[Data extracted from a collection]
- Opening Delimiter -

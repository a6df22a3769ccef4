//! CLI smoke entry point.
//!
//! # Responsibility
//! - Verify `emp_core` linkage, logging and schema bootstrap without external setup.
//! - Keep stdout deterministic for quick local sanity checks.

use emp_core::db::open_db_in_memory;
use emp_core::{default_log_level, init_logging, EmpListQuery, EmpService, SqliteEmpRepository};
use std::error::Error;

const LOG_DIR_NAME: &str = "emp_cli_logs";

fn main() -> Result<(), Box<dyn Error>> {
    let log_path = std::env::temp_dir().join(LOG_DIR_NAME);
    let log_dir = log_path.to_str().ok_or("temp log dir is not valid UTF-8")?;
    init_logging(default_log_level(), log_dir)?;

    println!("emp_core ping={}", emp_core::ping());
    println!("emp_core version={}", emp_core::core_version());

    let conn = open_db_in_memory()?;
    let service = EmpService::new(SqliteEmpRepository::try_new(&conn)?);
    let rows = service.search(&EmpListQuery::default())?;
    println!("emp_core bootstrap=ok rows={}", rows.len());

    Ok(())
}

- Closing Delimiter -

Search the entries above for the word "bootstrap", and copy every line where it occurs.

//! - Verify `emp_core` linkage, logging and schema bootstrap without external setup.
    println!("emp_core bootstrap=ok rows={}", rows.len());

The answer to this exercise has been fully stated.